The chapter on the biology of wind is the best discussion of the early findings of organic compounds, and even intact viruses, bacteria and fungi in the mesosphere one hundred miles above earth. It is especially interesting, and leads logically to the panspermia hypothesis of the origin of life that Watson clearly endorsed. This posits that life began somewhere in vast interstellar or even intergalactic space, rather than in the earthbound primordial soup that most evolutionary biologists propose as the necessary milieu for life to begin. The panspermia hypothesis has been criticized, but had its advocates including the late Fred Hoyle and Stephen Hawking, and is still very much alive (pardon the pun) in some scientific circles.

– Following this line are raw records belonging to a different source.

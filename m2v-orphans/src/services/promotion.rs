//! Orphan promotion into the video catalog
//!
//! Copies an orphan's recording under the Videos storage group, registers it
//! with the backend and fills in the catalog record from the orphan. The
//! record is read and written in the backend's catalog database; only the
//! orphan row lives in the orphan store. A copy that was made before a later
//! step fails is left in place.

use chrono::Datelike;
use sqlx::SqlitePool;
use std::fs::{File, FileTimes};
use std::path::{Path, PathBuf};
use std::sync::Arc;

use crate::catalog::{CatalogClient, VIDEOS_GROUP};
use crate::db::orphans::delete_orphan;
use crate::db::videos::{find_videos, save_video, CatalogDb};
use crate::error::{OrphanError, Result};
use crate::models::{Orphan, VideoMetadata};

/// Subdirectory a title is filed under
pub fn title_subdirectory(title: &str) -> String {
    title.replace(' ', "_")
}

pub struct PromotionService {
    /// Orphan store
    pool: SqlitePool,
    /// Backend's catalog database, where `Video/AddVideo` inserts
    catalog_db: CatalogDb,
    catalog: Arc<CatalogClient>,
    local_hostname: String,
}

impl PromotionService {
    /// `local_hostname` is the host this process runs on
    pub fn new(
        pool: SqlitePool,
        catalog_db: CatalogDb,
        catalog: Arc<CatalogClient>,
        local_hostname: impl Into<String>,
    ) -> Self {
        Self {
            pool,
            catalog_db,
            catalog,
            local_hostname: local_hostname.into(),
        }
    }

    /// Promote one orphan to a cataloged video
    ///
    /// `target_host` defaults to the backend host and must be this host.
    /// With `delete_source`, the recording file and orphan record are removed
    /// once the catalog record has been saved.
    pub async fn promote(
        &self,
        orphan: &Orphan,
        target_host: Option<&str>,
        delete_source: bool,
    ) -> Result<VideoMetadata> {
        let host = target_host.unwrap_or_else(|| self.catalog.backend_host()).to_string();
        if host != self.local_hostname {
            return Err(OrphanError::Unsupported(format!(
                "cross-host promotion to {} from {}",
                host, self.local_hostname
            )));
        }
        if orphan.title.trim().is_empty() {
            return Err(OrphanError::Validation(format!(
                "orphan {} has no title",
                orphan.filename
            )));
        }

        let subdir = title_subdirectory(&orphan.title);
        let videos_dir = self
            .catalog
            .storage_directory(VIDEOS_GROUP, &host)
            .await
            .ok_or_else(|| {
                OrphanError::Lookup(format!("no {} storage group on host {}", VIDEOS_GROUP, host))
            })?;

        let target_dir = videos_dir.join(&subdir);
        tokio::fs::create_dir_all(&target_dir)
            .await
            .map_err(|e| OrphanError::file(&target_dir, e))?;

        let source = orphan.source_path();
        let target = target_dir.join(&orphan.filename);
        copy_preserving_metadata(&source, &target).await?;
        tracing::info!(
            source = %source.display(),
            target = %target.display(),
            "Copied recording into video storage"
        );

        let filespec = format!("{}/{}", subdir, orphan.filename);
        let mut matches = find_videos(&self.catalog_db, &host, &filespec).await?;
        if matches.is_empty() {
            if !self.catalog.register(&filespec, &host).await {
                return Err(OrphanError::Registration {
                    filespec,
                    host,
                });
            }
            matches = find_videos(&self.catalog_db, &host, &filespec).await?;
        } else {
            tracing::info!(filespec = %filespec, "Video already cataloged; updating record");
        }

        let mut video = match matches.len() {
            1 => matches.remove(0),
            n => {
                return Err(OrphanError::Consistency(format!(
                    "expected one catalog record for {} on {}, found {}",
                    filespec, host, n
                )))
            }
        };

        video.title = orphan.title.clone();
        video.subtitle = orphan.subtitle.clone();
        video.releasedate = Some(orphan.start_date);
        video.year = i64::from(orphan.start_date.year());
        video.length = orphan.duration;
        save_video(&self.catalog_db, &video).await?;

        if delete_source {
            tokio::fs::remove_file(&source)
                .await
                .map_err(|e| OrphanError::file(&source, e))?;
            delete_orphan(&self.pool, orphan.intid).await?;
            tracing::info!(file = %orphan.filename, "Removed promoted orphan");
        }

        tracing::info!(
            filespec = %filespec,
            host = %host,
            video_id = video.intid,
            "Orphan promoted"
        );

        Ok(video)
    }
}

/// Copy a file following symlinks, keeping permissions and access/modify times
async fn copy_preserving_metadata(source: &Path, target: &Path) -> Result<()> {
    let metadata = tokio::fs::metadata(source)
        .await
        .map_err(|e| OrphanError::file(source, e))?;

    // fs::copy carries permission bits across
    tokio::fs::copy(source, target)
        .await
        .map_err(|e| OrphanError::file(source, e))?;

    let accessed = metadata.accessed().map_err(|e| OrphanError::file(source, e))?;
    let modified = metadata.modified().map_err(|e| OrphanError::file(source, e))?;
    let target_path: PathBuf = target.to_path_buf();

    tokio::task::spawn_blocking(move || -> std::io::Result<()> {
        let file = File::options().write(true).open(&target_path)?;
        file.set_times(FileTimes::new().set_accessed(accessed).set_modified(modified))
    })
    .await
    .map_err(|e| OrphanError::file(target, std::io::Error::other(e)))?
    .map_err(|e| OrphanError::file(target, e))?;

    Ok(())
}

When Watson swerves into the psychology of wind and claims to document very dramatic effects of ordinary winds on human physical and mental heath, the science does not stand up to even cursory examination, and correlation is confused with causation. And the Philosophy of Wind chapter becomes a tedious delineation of the names and attributes of winds from writers and philosophers from many generations and cultures- very esoteric but tiresome.
The list of 400 names, for winds in many languages from around the world is a useful guide and a testament to the breath of knowledge of the author.
There must be many more modern treatises on wind in the academic literature of atmospheric scientists, but there are probably none that integrate the science with the human experience as thoroughly as in this book. I have mixed feelings about recommending it, but certainly learned a lot by reading it.